## WHAT NEEDS TO BE DONE
From the entries, copy every line that carries the string "process".

** Opening DATA block **

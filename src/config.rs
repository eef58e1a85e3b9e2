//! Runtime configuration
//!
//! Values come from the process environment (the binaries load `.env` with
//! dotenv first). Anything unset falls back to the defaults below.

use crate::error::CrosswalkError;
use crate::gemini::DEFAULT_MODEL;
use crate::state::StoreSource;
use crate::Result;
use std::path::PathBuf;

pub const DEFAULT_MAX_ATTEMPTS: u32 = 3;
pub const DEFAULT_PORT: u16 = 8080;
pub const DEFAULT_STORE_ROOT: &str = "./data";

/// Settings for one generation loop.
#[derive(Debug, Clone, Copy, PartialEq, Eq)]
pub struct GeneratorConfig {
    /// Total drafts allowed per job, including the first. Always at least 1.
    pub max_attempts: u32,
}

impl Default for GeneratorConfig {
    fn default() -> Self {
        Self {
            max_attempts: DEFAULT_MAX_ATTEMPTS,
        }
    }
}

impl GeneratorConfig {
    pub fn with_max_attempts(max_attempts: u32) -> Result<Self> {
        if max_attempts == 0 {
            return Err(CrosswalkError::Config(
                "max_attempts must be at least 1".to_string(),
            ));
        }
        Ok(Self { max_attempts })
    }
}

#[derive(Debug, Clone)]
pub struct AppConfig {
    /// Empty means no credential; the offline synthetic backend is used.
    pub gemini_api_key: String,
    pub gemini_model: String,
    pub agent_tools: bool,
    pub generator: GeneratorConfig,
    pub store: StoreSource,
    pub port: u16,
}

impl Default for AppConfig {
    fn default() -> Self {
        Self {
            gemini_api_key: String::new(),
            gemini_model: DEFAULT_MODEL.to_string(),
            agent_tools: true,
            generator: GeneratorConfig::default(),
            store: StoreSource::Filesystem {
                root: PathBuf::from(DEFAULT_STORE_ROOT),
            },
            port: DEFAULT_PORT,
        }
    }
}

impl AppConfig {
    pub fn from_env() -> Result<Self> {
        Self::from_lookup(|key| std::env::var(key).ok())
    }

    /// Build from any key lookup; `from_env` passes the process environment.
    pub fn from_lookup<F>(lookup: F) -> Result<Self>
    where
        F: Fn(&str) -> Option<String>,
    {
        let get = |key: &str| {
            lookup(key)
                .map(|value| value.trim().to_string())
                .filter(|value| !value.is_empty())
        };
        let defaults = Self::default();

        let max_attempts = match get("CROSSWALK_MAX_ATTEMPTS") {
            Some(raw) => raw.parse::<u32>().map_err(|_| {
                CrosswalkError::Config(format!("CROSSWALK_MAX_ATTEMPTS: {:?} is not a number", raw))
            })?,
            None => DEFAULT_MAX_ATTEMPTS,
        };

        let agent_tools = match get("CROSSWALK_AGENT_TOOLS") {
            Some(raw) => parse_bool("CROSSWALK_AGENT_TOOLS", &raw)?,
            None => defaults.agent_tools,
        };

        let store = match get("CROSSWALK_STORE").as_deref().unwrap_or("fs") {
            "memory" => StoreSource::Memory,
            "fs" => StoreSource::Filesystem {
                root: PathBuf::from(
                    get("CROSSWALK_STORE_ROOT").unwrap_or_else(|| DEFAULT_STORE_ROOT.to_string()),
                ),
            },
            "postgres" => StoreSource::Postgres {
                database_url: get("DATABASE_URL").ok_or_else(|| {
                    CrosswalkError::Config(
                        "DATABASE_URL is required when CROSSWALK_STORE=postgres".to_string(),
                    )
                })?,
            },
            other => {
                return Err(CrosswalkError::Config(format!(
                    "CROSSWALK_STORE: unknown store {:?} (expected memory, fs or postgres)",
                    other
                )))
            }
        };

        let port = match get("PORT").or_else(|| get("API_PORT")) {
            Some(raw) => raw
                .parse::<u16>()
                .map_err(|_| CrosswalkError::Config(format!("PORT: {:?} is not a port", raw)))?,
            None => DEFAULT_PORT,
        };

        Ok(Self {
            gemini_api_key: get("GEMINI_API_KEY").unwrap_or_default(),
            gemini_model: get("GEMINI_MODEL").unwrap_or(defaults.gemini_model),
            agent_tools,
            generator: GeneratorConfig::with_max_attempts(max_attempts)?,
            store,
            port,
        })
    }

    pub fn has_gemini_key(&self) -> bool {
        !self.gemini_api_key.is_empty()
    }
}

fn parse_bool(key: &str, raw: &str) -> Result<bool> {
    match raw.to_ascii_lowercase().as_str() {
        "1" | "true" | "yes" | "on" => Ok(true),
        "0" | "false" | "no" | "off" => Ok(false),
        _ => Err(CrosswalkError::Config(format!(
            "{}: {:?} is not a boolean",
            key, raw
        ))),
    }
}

** Closing DATA block **

## YOUR SOLUTION
//! Values come from the process environment (the binaries load `.env` with
    /// Build from any key lookup; `from_env` passes the process environment.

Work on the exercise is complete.